Consider involving your children in your parenting discussions. Giving children the opportunity to express and have their opinions heard communicates to them that what they think and feel is important. This is an affirming experience that supports healthy self-esteem. Again, when it is appropriate for an issue, including your children in your parenting problem-solving discussions can be helpful to you and them. If you are able to include their ideas in your solutions, they are more likely to "buy in" to your solution, and they will be more likely to comply with it.
If after hearing and fully understanding your children's ideas you choose not to utilize them, just having the opportunity to express their ideas and to be fully heard may help your child be more accepting of what you decide. It also shows the child that effective communication does not mean always getting what you want. Some examples of appropriate parenting discussions to include your children in would be things like: homework schedules, bed times, weekend curfews, household chores, and consequences for misbehavior.
If after going through these steps you are still at an impasse, try exchanging viewpoints. Take your spouse (or co-parent's or child's) position and discuss the issue with you representing his/her side of the issue. At the very least, his/her feedback will tell you if you really understand his/her viewpoint. This may also help you establish an empathic connection with him/her.
Consider doing some research for parenting disagreements that involve different viewpoints about what is developmentally appropriate for kids at your children's ages. Your child's teachers can be a useful source of information for you. You may also want to do some reading about child development. Your child's teacher or school counselor should be able to recommend some books to you. If you have girls, I would encourage you to read: Reviving Ophelia by Mary Pipher, Ph.D. For boys, Real Boys by William Pollack, Ph.D. is also excellent.

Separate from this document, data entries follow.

//! The governance facade.
//!
//! [`GovernanceEngine::authorize_and_apply`] is the single entry point a
//! record-mutation pipeline calls before persistence. The order is fixed:
//!
//! 1. record-level policy (plus account self-protection) — short-circuit
//!    deny;
//! 2. field-level policy per touched field — strip or reject per field
//!    configuration;
//! 3. field guard resolution of every protected field;
//! 4. financial checks where configured;
//! 5. workflow transition validation, then the capacity ledger as part of
//!    the same logical step.
//!
//! Everything up to the ledger call is pure; the ledger mutation is the
//! only shared-state effect and runs only after every validation has
//! passed, so an aborted call leaves no partial state. The idempotent
//! claim journal lets a caller replay the ledger step after a crash
//! between ledger commit and record persistence.

use crate::config::{GovernanceConfig, RecordGovernance};
use crate::duplicate::DuplicateResolution;
use chrono::{DateTime, Utc};
use regent_capacity::{AdmissionOutcome, ClaimId, LedgerError, LedgerStore, ResourceId};
use regent_fields::FieldError;
use regent_policy::{account_protection_denies, AdminCensus, PolicyEvaluator};
use regent_types::{
    ActorId, Decision, FieldDecision, FieldOperation, Operation, Record, RecordData, RecordId,
    RecordType, Role, Status, ViolationMode,
};
use regent_workflow::{CapacityEffect, Transition, TransitionError};
use serde_json::Value;
use std::sync::Arc;
use thiserror::Error;
use tracing::{debug, warn};

// ── Requests and outcomes ────────────────────────────────────────────

/// One governed mutation, as the persistence layer presents it.
#[derive(Clone, Debug)]
pub struct MutationRequest {
    /// The authenticated actor; `None` for anonymous (public) requests.
    pub actor: Option<ActorId>,
    pub role: Role,
    pub operation: Operation,
    pub record_type: RecordType,
    /// The client's field patch.
    pub incoming: RecordData,
    /// The stored snapshot; required for updates and deletes of existing
    /// records.
    pub existing: Option<Record>,
    /// Request-scoped correlation id for capacity idempotency. Falls back
    /// to the record id, then to a generated id for capacity-bound
    /// creates.
    pub claim: Option<ClaimId>,
}

impl MutationRequest {
    pub fn create(
        role: Role,
        actor: Option<ActorId>,
        record_type: RecordType,
        incoming: RecordData,
    ) -> Self {
        Self {
            actor,
            role,
            operation: Operation::Create,
            record_type,
            incoming,
            existing: None,
            claim: None,
        }
    }

    pub fn update(
        role: Role,
        actor: Option<ActorId>,
        existing: Record,
        incoming: RecordData,
    ) -> Self {
        Self {
            actor,
            role,
            operation: Operation::Update,
            record_type: existing.record_type,
            incoming,
            existing: Some(existing),
            claim: None,
        }
    }

    pub fn delete(role: Role, actor: Option<ActorId>, existing: Record) -> Self {
        Self {
            actor,
            role,
            operation: Operation::Delete,
            record_type: existing.record_type,
            incoming: RecordData::new(),
            existing: Some(existing),
            claim: None,
        }
    }

    pub fn with_claim(mut self, claim: ClaimId) -> Self {
        self.claim = Some(claim);
        self
    }
}

/// A status move the caller must persist.
#[derive(Clone, Debug, PartialEq, Eq)]
pub struct StatusChange {
    pub from: Status,
    pub to: Status,
}

/// How the capacity ledger resolved this mutation.
#[derive(Clone, Debug, PartialEq, Eq)]
pub enum CapacityResolution {
    Admitted {
        resource: ResourceId,
        claim: ClaimId,
        replayed: bool,
    },
    Waitlisted {
        resource: ResourceId,
        claim: ClaimId,
        position: u32,
        replayed: bool,
    },
    Released {
        resource: ResourceId,
        claim: ClaimId,
        promoted: Option<ClaimId>,
    },
}

/// A fully resolved mutation, ready for persistence.
#[derive(Clone, Debug, PartialEq)]
pub struct ApprovedMutation {
    pub record_type: RecordType,
    pub operation: Operation,
    /// The complete resolved value set (empty for deletes).
    pub data: RecordData,
    pub status_change: Option<StatusChange>,
    /// Fields stamped during this call.
    pub stamped: Vec<String>,
    /// Fields dropped by field-level policy.
    pub stripped: Vec<String>,
    /// Immutable fields whose incoming value was reverted.
    pub reverted: Vec<String>,
    pub capacity: Option<CapacityResolution>,
}

/// A structured denial. Callers map each variant to a distinct externally
/// visible outcome; none carries policy internals, PII, or amounts.
#[derive(Clone, Debug, PartialEq, Eq, Error)]
pub enum Denial {
    #[error("forbidden")]
    NotPermitted,
    #[error("invalid status transition for {record_type}: {from} -> {to}")]
    InvalidTransition {
        record_type: RecordType,
        from: Status,
        to: Status,
    },
    #[error("precondition failed: {reason}")]
    PreconditionFailed { reason: String },
    #[error("capacity intake closed for resource {resource}")]
    CapacityExceeded { resource: ResourceId },
    /// Indicates corruption, not user error. Fatal: surfaced distinctly
    /// and never retried.
    #[error("data integrity violation on {record_type}: {field}")]
    DataIntegrity {
        record_type: RecordType,
        field: String,
    },
}

impl Denial {
    pub fn is_fatal(&self) -> bool {
        matches!(self, Denial::DataIntegrity { .. })
    }
}

// ── Engine ───────────────────────────────────────────────────────────

/// The composed governance engine.
pub struct GovernanceEngine {
    config: GovernanceConfig,
    policy: PolicyEvaluator,
    ledgers: Arc<LedgerStore>,
    census: Arc<dyn AdminCensus>,
}
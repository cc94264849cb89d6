//! Governance decisions.
//!
//! A record-level evaluation yields a [`Decision`]; ownership- and
//! visibility-scoped roles get [`Decision::AllowWithFilter`], whose
//! [`RecordFilter`] the persistence layer must apply at query time. The
//! filter is not a per-record boolean gate checked after the fact — that
//! would leak existence information and scale poorly.

use crate::record::{ActorId, Record};
use serde::{Deserialize, Serialize};

/// The outcome of a record-level policy evaluation.
#[derive(Clone, Debug, PartialEq, Eq, Serialize, Deserialize)]
pub enum Decision {
    /// Not permitted. Callers surface a generic "forbidden" with no detail
    /// on which rule triggered.
    Deny,
    /// Permitted unconditionally.
    Allow,
    /// Permitted for the subset of records matching the filter; the caller
    /// applies the filter at query time.
    AllowWithFilter(RecordFilter),
}

impl Decision {
    /// Whether the decision permits the operation at all.
    pub fn is_allowed(&self) -> bool {
        !matches!(self, Decision::Deny)
    }

    /// Resolve the decision against a concrete record.
    pub fn permits(&self, record: &Record) -> bool {
        match self {
            Decision::Deny => false,
            Decision::Allow => true,
            Decision::AllowWithFilter(filter) => filter.matches(record),
        }
    }
}

/// A query-time predicate scoping which records a role may touch.
#[derive(Clone, Debug, PartialEq, Eq, Serialize, Deserialize)]
pub enum RecordFilter {
    /// The record's creator must be the acting principal.
    OwnerIs(ActorId),
    /// The record must be assigned to the acting principal, or unassigned.
    AssignedToOrUnassigned(ActorId),
    /// Only records in the explicitly published state.
    PublishedOnly,
    /// Only records not soft-deleted.
    ActiveOnly,
}

impl RecordFilter {
    pub fn matches(&self, record: &Record) -> bool {
        match self {
            RecordFilter::OwnerIs(actor) => record.owner.as_ref() == Some(actor),
            RecordFilter::AssignedToOrUnassigned(actor) => match &record.assigned_to {
                Some(assignee) => assignee == actor,
                None => true,
            },
            RecordFilter::PublishedOnly => {
                record.data.get_str("status") == Some("published")
                    || record.data.get_bool("published") == Some(true)
            }
            RecordFilter::ActiveOnly => record.active,
        }
    }
}

/// How a denied field write is handled, configured per field: some fields
/// reject the whole write, others are silently dropped from it.
#[derive(Clone, Copy, Debug, PartialEq, Eq, Serialize, Deserialize)]
#[serde(rename_all = "snake_case")]
pub enum ViolationMode {
    /// Drop the field from the write and continue.
    Strip,
    /// Reject the entire write.
    Reject,
}

/// The outcome of a field-level policy evaluation.
#[derive(Clone, Copy, Debug, PartialEq, Eq, Serialize, Deserialize)]
pub enum FieldDecision {
    Allow,
    Deny(ViolationMode),
}

impl FieldDecision {
    pub fn is_allowed(&self) -> bool {
        matches!(self, FieldDecision::Allow)
    }
}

If disagreements persist, you and your spouse or other co-parent(s) may want to consider a consultation with a therapist or collaborative coach. Such services can help parents develop more effective communication, negotiation, and problem solving skills. Information about such services is available on my website: www.peterroussos.com.
Sometimes the parenting issue that appears to be fueling a dispute is not really the core issue. Parents might find themselves arguing about their children as a way of avoiding dealing with deeper issues within their marriage. As uncomfortable as the co-parenting tension is, it may be less anxiety provoking than directly dealing with deeper marital issues. A consultation with a marriage and family therapist can help you identify and address the deeper issues.
In families where there has been a divorce, arguments about the children are often symptomatic of unresolved issues and emotions related to the marriage and ending of the marriage. In such circumstances, a consultation with a therapist can also be very helpful.
For step families it is very important to discuss and define what the stepparent's role and authority is. The blending of families can be quite challenging and can have a significant impact on the forming of the new marital relationship. Here again a consultation with a therapist can help.
The reality is that the only person's behavior we can really control is our own. Ultimately all you can do is invite your spouse or co-parent(s) to join you in trying to improve parenting behaviors. Whether or not they choose to do so is up to them. Regardless of whether or not they decide to join you, your improved skills and behaviors will better serve your children and will support your own sense of integrity, which will be healthy and important modeling for your children.